There once was a sizeable patch to Haddock to switch from xhtml to Lucid, and it was rejected, seemingly, solely on the grounds that Lucid can't be added to boot libraries [1]. Since then Lucid dropped the heavier part of its dependency tree, so it's maybe not an issue anymore, but my point is that there's more to this story than what you mentioned: the need for keeping Haddock and HPC's dependencies in the set of boot libraries may slow down development of those tools.
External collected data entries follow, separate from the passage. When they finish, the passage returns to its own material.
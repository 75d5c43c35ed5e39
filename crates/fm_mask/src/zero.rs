use alloc::sync::Arc;
use core::any::{Any, TypeId, type_name};
use std::sync::{PoisonError, RwLock};

use fm_utils::TypeIdMap;

// -----------------------------------------------------------------------------
// ZeroCache

type ErasedZero = Arc<dyn Any + Send + Sync>;

/// Memoized default values of leaf types.
///
/// The first request for a type creates its `Default` value; later requests
/// share it. Cached instances are never mutated, a reset clones from them.
///
/// ```
/// use fm_mask::ZeroCache;
///
/// let zeros = ZeroCache::new();
/// let a = zeros.zero::<String>();
/// let b = zeros.zero::<String>();
/// assert!(std::sync::Arc::ptr_eq(&a, &b));
/// assert_eq!(zeros.zero_value::<u32>(), 0);
/// ```
pub struct ZeroCache {
    values: RwLock<TypeIdMap<ErasedZero>>,
}

impl Default for ZeroCache {
    #[inline]
    fn default() -> Self {
        Self::new()
    }
}

impl ZeroCache {
    /// Creates an empty cache.
    #[inline]
    pub const fn new() -> Self {
        Self {
            values: RwLock::new(TypeIdMap::new()),
        }
    }

    /// Returns the shared default instance of `T`.
    pub fn zero<T>(&self) -> Arc<T>
    where
        T: Default + Send + Sync + 'static,
    {
        let type_id = TypeId::of::<T>();

        let cached = self
            .values
            .read()
            .unwrap_or_else(PoisonError::into_inner)
            .get(&type_id)
            .cloned();

        if let Some(value) = cached
            && let Ok(value) = value.downcast::<T>()
        {
            return value;
        }

        let mut values = self.values.write().unwrap_or_else(PoisonError::into_inner);
        let erased = values
            .get_or_insert(type_id, || {
                log::trace!("zero value created for `{}`", type_name::<T>());
                Arc::new(T::default()) as ErasedZero
            })
            .clone();

        // The map is keyed by `TypeId`, so the downcast only fails if the
        // entry was written for another type.
        erased.downcast::<T>().unwrap_or_else(|_| Arc::new(T::default()))
    }

    /// Returns a fresh copy of the default instance of `T`.
    #[inline]
    pub fn zero_value<T>(&self) -> T
    where
        T: Clone + Default + Send + Sync + 'static,
    {
        T::clone(&self.zero::<T>())
    }

    /// Returns the number of cached types.
    #[inline]
    pub fn len(&self) -> usize {
        self.values.read().unwrap_or_else(PoisonError::into_inner).len()
    }

    /// Returns `true` if no zero value was created yet.
    #[inline]
    pub fn is_empty(&self) -> bool {
        self.len() == 0
    }
}

impl core::fmt::Debug for ZeroCache {
    fn fmt(&self, f: &mut core::fmt::Formatter<'_>) -> core::fmt::Result {
        f.debug_struct("ZeroCache").field("len", &self.len()).finish()
    }
}

#[cfg(test)]
mod tests {
    use super::ZeroCache;
    use alloc::string::String;
    use alloc::sync::Arc;
    use alloc::vec::Vec;

    #[test]
    fn memoized_per_type() {
        let zeros = ZeroCache::new();
        assert!(zeros.is_empty());

        let a = zeros.zero::<String>();
        let b = zeros.zero::<String>();
        assert!(Arc::ptr_eq(&a, &b));
        assert_eq!(zeros.len(), 1);

        assert_eq!(zeros.zero_value::<i64>(), 0);
        assert!(!zeros.zero_value::<bool>());
        assert_eq!(zeros.len(), 3);
    }

    #[test]
    fn copies_are_independent() {
        let zeros = ZeroCache::new();
        let mut s = zeros.zero_value::<String>();
        s.push_str("changed");
        assert_eq!(*zeros.zero::<String>(), "");
    }

    #[test]
    fn concurrent_first_use() {
        let zeros = ZeroCache::new();
        std::thread::scope(|scope| {
            let handles: Vec<_> = (0..8)
                .map(|_| scope.spawn(|| zeros.zero::<String>()))
                .collect();
            let values: Vec<_> = handles.into_iter().map(|h| h.join().unwrap()).collect();
            assert!(values.windows(2).all(|w| Arc::ptr_eq(&w[0], &w[1])));
        });
    }
}
use syn::LitStr;

/// Container-level case conversion of field names, with the same names and
/// results as `serde`'s `rename_all`.
#[derive(Debug, Clone, Copy, PartialEq, Eq)]
pub(crate) enum RenameRule {
    LowerCase,
    UpperCase,
    PascalCase,
    CamelCase,
    SnakeCase,
    ScreamingSnakeCase,
    KebabCase,
    ScreamingKebabCase,
}

static RULES: &[(&str, RenameRule)] = &[
    ("lowercase", RenameRule::LowerCase),
    ("UPPERCASE", RenameRule::UpperCase),
    ("PascalCase", RenameRule::PascalCase),
    ("camelCase", RenameRule::CamelCase),
    ("snake_case", RenameRule::SnakeCase),
    ("SCREAMING_SNAKE_CASE", RenameRule::ScreamingSnakeCase),
    ("kebab-case", RenameRule::KebabCase),
    ("SCREAMING-KEBAB-CASE", RenameRule::ScreamingKebabCase),
];

impl RenameRule {
    pub(crate) fn from_lit(lit: &LitStr) -> syn::Result<Self> {
        let value = lit.value();
        RULES
            .iter()
            .find(|(name, _)| *name == value)
            .map(|(_, rule)| *rule)
            .ok_or_else(|| {
                let expected = RULES
                    .iter()
                    .map(|(name, _)| format!("`{name}`"))
                    .collect::<Vec<_>>()
                    .join(", ");
                syn::Error::new(
                    lit.span(),
                    format!("unknown rename rule `{value}`, expected one of {expected}"),
                )
            })
    }

    /// Applies the rule to a `snake_case` field name.
    pub(crate) fn apply_to_field(self, field: &str) -> String {
        match self {
            Self::LowerCase | Self::SnakeCase => field.to_owned(),
            Self::UpperCase | Self::ScreamingSnakeCase => field.to_ascii_uppercase(),
            Self::PascalCase => {
                let mut pascal = String::with_capacity(field.len());
                let mut capitalize = true;
                for ch in field.chars() {
                    if ch == '_' {
                        capitalize = true;
                    } else if capitalize {
                        pascal.push(ch.to_ascii_uppercase());
                        capitalize = false;
                    } else {
                        pascal.push(ch);
                    }
                }
                pascal
            }
            Self::CamelCase => {
                let pascal = Self::PascalCase.apply_to_field(field);
                let mut chars = pascal.chars();
                match chars.next() {
                    Some(first) => first.to_ascii_lowercase().to_string() + chars.as_str(),
                    None => pascal,
                }
            }
            Self::KebabCase => field.replace('_', "-"),
            Self::ScreamingKebabCase => field.to_ascii_uppercase().replace('_', "-"),
        }
    }
}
[1]: https://github.com/haskell/haddock/pull/1598#issuecomment-1621765685
On Wed, Jul 10, 2024 at 12:10 PM Andreas Klebinger via ghc-devs
wrote: I think they could be statically linked. But those boot libraries don't change much and generally don't really cause us nor users pain so it seems like there is little reason to do so to me.
> Surely the size of binaries can't be the only concern, otherwise we'd use upx¹ on them when distributing them.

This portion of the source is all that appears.